_TASK TO COMPLETE:_
The lines from the top of the data down to the line with "and release variants." should be repeated exactly, both ends included.

Saved data entries
↓

//! Script orchestration: lazy handles, execute, include and variants.

use std::sync::Arc;
use std::time::Duration;

use cake_lib::engine::{Engine, EngineConfig};
use cake_lib::script::{GetOptions, Script, ScriptError, ScriptRegistry, ScriptTool};
use cake_lib::tool::Value;
use cake_lib::variant::{Keywords, Variant};
use tokio::runtime::Handle;

use super::common::{Counter, TestProject};

fn engine(registry: ScriptRegistry) -> Engine {
  Engine::new(Handle::current(), Arc::new(registry), EngineConfig::default())
}

/// A config script registering debug and release variants.
fn with_variants(registry: ScriptRegistry, project: &TestProject) -> ScriptRegistry {
  registry.with(project.path("config.cake"), |cx: &Script| {
    cx.configuration().add_variant(Variant::new().with("release", "false"));
    cx.configuration().add_variant(Variant::new().with("release", "true"));
    Ok(())
  })
}

fn debug() -> Variant {
  Variant::new().with("release", "false")
}

#[tokio::test(flavor = "multi_thread")]
async fn get_is_lazy() {
  let project = TestProject::new();
  let runs = Counter::default();
  let counter = runs.clone();
  let registry = with_variants(ScriptRegistry::new(), &project)
    .with(project.path("lib/build.cake"), move |cx: &Script| {
      counter.bump();
      cx.set_result("lib", format!("lib-{}", cx.variant().keyword("release").unwrap_or("?")));
      Ok(())
    })
    .with(project.path("app/build.cake"), |_| Ok(()));
  let engine = engine(registry);
  let configuration = engine.get_configuration(project.path("config.cake")).unwrap();
  let app = configuration.execute("app/build.cake", &debug()).unwrap();
  app.wait().await.unwrap();

  let tool = ScriptTool::new(configuration.clone());
  let result = tool.get_result(&app, "lib/build.cake", "lib").unwrap();
  assert_eq!(result.name(), "lib");
  assert_eq!(runs.get(), 0);

  assert_eq!(result.resolve().await.unwrap(), Value::from("lib-false"));
  assert_eq!(runs.get(), 1);

  // A second handle to the same script and variant reuses the execution.
  let again = tool.get(&app, "lib/build.cake", GetOptions::new()).unwrap();
  again.execute().unwrap().wait().await.unwrap();
  assert_eq!(runs.get(), 1);
}

#[tokio::test(flavor = "multi_thread")]
async fn get_narrows_the_callers_variant() {
  let project = TestProject::new();
  let registry = with_variants(ScriptRegistry::new(), &project)
    .with(project.path("lib/build.cake"), |cx: &Script| {
      cx.set_result("variant", cx.variant().to_string());
      Ok(())
    })
    .with(project.path("app/build.cake"), |_| Ok(()));
  let engine = engine(registry);
  let configuration = engine.get_configuration(project.path("config.cake")).unwrap();
  let app = configuration.execute("app/build.cake", &debug()).unwrap();

  let tool = ScriptTool::new(configuration.clone());
  let release = tool
    .get(&app, "lib/build.cake", GetOptions::new().keyword("release", "true"))
    .unwrap()
    .get_result("variant");
  assert_eq!(release.resolve().await.unwrap(), Value::from("release=true"));

  let unknown = tool
    .get(&app, "lib/build.cake", GetOptions::new().keyword("platform", "win32"))
    .unwrap();
  assert!(matches!(unknown.execute(), Err(ScriptError::VariantNotFound { .. })));
}

#[tokio::test(flavor = "multi_thread")]
async fn missing_result_is_an_error() {
  let project = TestProject::new();
  let registry = with_variants(ScriptRegistry::new(), &project)
    .with(project.path("lib/build.cake"), |_| Ok(()))
    .with(project.path("app/build.cake"), |_| Ok(()));
  let engine = engine(registry);
  let configuration = engine.get_configuration(project.path("config.cake")).unwrap();
  let app = configuration.execute("app/build.cake", &debug()).unwrap();

  let tool = ScriptTool::new(configuration.clone());
  let result = tool.get_result(&app, "lib/build.cake", "nothing").unwrap();
  assert!(matches!(
    result.resolve().await,
    Err(ScriptError::ResultNotFound { ref name, .. }) if name == "nothing"
  ));
}

#[tokio::test(flavor = "multi_thread")]
async fn get_in_another_configuration() {
  let project = TestProject::new();
  let registry = with_variants(ScriptRegistry::new(), &project)
    .with(project.path("app/build.cake"), |_| Ok(()))
    .with(project.path("vendor/zlib/config.cake"), |cx: &Script| {
      cx.configuration().add_variant(Variant::new().with("flavour", "static"));
      Ok(())
    })
    .with(project.path("vendor/zlib/build.cake"), |cx: &Script| {
      cx.set_result("config", cx.configuration().path().to_string_lossy().into_owned());
      Ok(())
    });
  let engine = engine(registry);
  let configuration = engine.get_configuration(project.path("config.cake")).unwrap();
  let app = configuration.execute("app/build.cake", &debug()).unwrap();

  let tool = ScriptTool::new(configuration.clone());
  let searched = tool
    .get(&app, "vendor/zlib/build.cake", GetOptions::new().config_script_name("config.cake"))
    .unwrap()
    .get_result("config");
  let expected = project.path("vendor/zlib/config.cake").to_string_lossy().into_owned();
  assert_eq!(searched.resolve().await.unwrap(), Value::from(expected.clone()));

  let explicit = tool
    .get(
      &app,
      "vendor/zlib/build.cake",
      GetOptions::new().config_script("vendor/zlib/config.cake"),
    )
    .unwrap()
    .get_result("config");
  assert_eq!(explicit.resolve().await.unwrap(), Value::from(expected));
  assert_eq!(engine.configurations().len(), 2);
}

#[tokio::test(flavor = "multi_thread")]
async fn execute_holds_the_caller_open() {
  let project = TestProject::new();
  let runs = Counter::default();
  let counter = runs.clone();
  let registry = with_variants(ScriptRegistry::new(), &project)
    .with(project.path("sub/build.cake"), move |cx: &Script| {
      std::thread::sleep(std::time::Duration::from_millis(50));
      assert_eq!(cx.variant().keyword("release"), Some("true"));
      counter.bump();
      Ok(())
    })
    .with(project.path("build.cake"), |cx: &Script| {
      let tool = ScriptTool::new(cx.configuration().clone());
      let keywords = Keywords::from([("release".to_string(), "true".to_string())]);
      let started = tool.execute(cx, "sub/build.cake", &keywords)?;
      assert!(started.is_one());
      Ok(())
    });

  project.build_with(Arc::new(registry), EngineConfig::default(), "build.cake", &debug())
    .await
    .unwrap();
  assert_eq!(runs.get(), 1);
}

#[tokio::test(flavor = "multi_thread")]
async fn include_runs_once_in_the_callers_context() {
  let project = TestProject::new();
  let runs = Counter::default();
  let counter = runs.clone();
  let registry = ScriptRegistry::new()
    .with(project.path("config.cake"), |_| Ok(()))
    .with(project.path("common.cake"), move |cx: &Script| {
      counter.bump();
      cx.set_result("common", cx.path().to_string_lossy().into_owned());
      Ok(())
    })
    .with(project.path("build.cake"), |cx: &Script| {
      let tool = ScriptTool::new(cx.configuration().clone());
      tool.include(cx, "common.cake")?;
      tool.include(cx, vec!["common.cake", "./common.cake"])?;
      // Including itself is a no-op.
      tool.include(cx, "build.cake")?;
      Ok(())
    });

  let script = project.build(Arc::new(registry), "build.cake").await.unwrap();
  assert_eq!(runs.get(), 1);
  assert_eq!(
    script.result("common"),
    Some(Value::from(project.path("build.cake").to_string_lossy().into_owned()))
  );
}

#[tokio::test(flavor = "multi_thread")]
async fn empty_script_paths_are_rejected() {
  let project = TestProject::new();
  let registry = ScriptRegistry::new()
    .with(project.path("config.cake"), |_| Ok(()))
    .with(project.path("build.cake"), |cx: &Script| {
      let tool = ScriptTool::new(cx.configuration().clone());
      assert!(matches!(
        tool.get(cx, "", GetOptions::new()),
        Err(ScriptError::InvalidScriptPath(_))
      ));
      assert!(matches!(tool.include(cx, ""), Err(ScriptError::InvalidScriptPath(_))));
      assert!(matches!(
        tool.execute(cx, "", &Keywords::new()),
        Err(ScriptError::InvalidScriptPath(_))
      ));
      Ok(())
    });

  project.build(Arc::new(registry), "build.cake").await.unwrap();
}

#[tokio::test(flavor = "multi_thread")]
async fn ambiguous_variant_is_reported() {
  let project = TestProject::new();
  let registry = with_variants(ScriptRegistry::new(), &project).with(project.path("build.cake"), |_| Ok(()));
  let engine = engine(registry);
  let configuration = engine.get_configuration(project.path("config.cake")).unwrap();
  assert!(matches!(
    configuration.find_variant(&Keywords::new(), None),
    Err(ScriptError::AmbiguousVariant { count: 2, .. })
  ));
}

#[tokio::test(flavor = "multi_thread")]
async fn get_handle_holds_the_caller_open() {
  let project = TestProject::new();
  let runs = Counter::default();
  let counter = runs.clone();
  let registry = with_variants(ScriptRegistry::new(), &project)
    .with(project.path("sub/build.cake"), move |_| {
      std::thread::sleep(Duration::from_millis(300));
      counter.bump();
      anyhow::bail!("sub-build broke")
    })
    .with(project.path("build.cake"), |cx: &Script| {
      let tool = ScriptTool::new(cx.configuration().clone());
      tool.get(cx, "sub/build.cake", GetOptions::new())?.execute()?;
      Ok(())
    });

  let err = project
    .build_with(Arc::new(registry), EngineConfig::default(), "build.cake", &debug())
    .await
    .unwrap_err();
  assert_eq!(runs.get(), 1);
  assert!(err.to_string().contains("sub-build broke"), "{err}");
}

#[tokio::test(flavor = "multi_thread")]
async fn wait_all_covers_scripts_started_late() {
  let project = TestProject::new();
  let runs = Counter::default();
  let counter = runs.clone();
  let registry = with_variants(ScriptRegistry::new(), &project)
    .with(project.path("lib/build.cake"), move |_| {
      std::thread::sleep(Duration::from_millis(200));
      counter.bump();
      Ok(())
    })
    .with(project.path("app/build.cake"), |_| Ok(()));
  let engine = engine(registry);
  let configuration = engine.get_configuration(project.path("config.cake")).unwrap();
  let app = configuration.execute("app/build.cake", &debug()).unwrap();
  app.wait().await.unwrap();

  // The handle is used after its creator has already finished.
  let tool = ScriptTool::new(configuration.clone());
  tool.get(&app, "lib/build.cake", GetOptions::new()).unwrap().execute().unwrap();

  let outcomes = engine.wait_all().await;
  assert_eq!(runs.get(), 1);
  assert_eq!(outcomes.len(), 2);
  assert!(outcomes.iter().all(|(_, result)| result.is_ok()));
  let paths: Vec<_> = outcomes.iter().map(|(script, _)| script.path().to_path_buf()).collect();
  assert!(paths.contains(&project.path("lib/build.cake")));
  assert!(paths.contains(&project.path("app/build.cake")));
}

#[tokio::test(flavor = "multi_thread")]
async fn config_script_requesting_itself_fails() {
  let project = TestProject::new();
  let registry = ScriptRegistry::new()
    .with(project.path("config.cake"), |cx: &Script| {
      let tool = ScriptTool::new(cx.configuration().clone());
      tool
        .get(cx, "build.cake", GetOptions::new().config_script("config.cake"))?
        .execute()?;
      Ok(())
    })
    .with(project.path("build.cake"), |_| Ok(()));
  let engine = engine(registry);

  let path = project.path("config.cake");
  let loading = engine.clone();
  let result = tokio::time::timeout(
    Duration::from_secs(5),
    tokio::task::spawn_blocking(move || loading.get_configuration(path).map(|_| ())),
  )
  .await
  .expect("loading the configuration hung")
  .unwrap();

  let err = result.unwrap_err();
  assert!(err.to_string().contains("requested by its own config script"), "{err}");
  assert!(engine.configurations().is_empty());
}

↑

_TASK ANSWER:_
//! Script orchestration: lazy handles, execute, include and variants.

use std::sync::Arc;
use std::time::Duration;

use cake_lib::engine::{Engine, EngineConfig};
use cake_lib::script::{GetOptions, Script, ScriptError, ScriptRegistry, ScriptTool};
use cake_lib::tool::Value;
use cake_lib::variant::{Keywords, Variant};
use tokio::runtime::Handle;

use super::common::{Counter, TestProject};

fn engine(registry: ScriptRegistry) -> Engine {
  Engine::new(Handle::current(), Arc::new(registry), EngineConfig::default())
}

/// A config script registering debug and release variants.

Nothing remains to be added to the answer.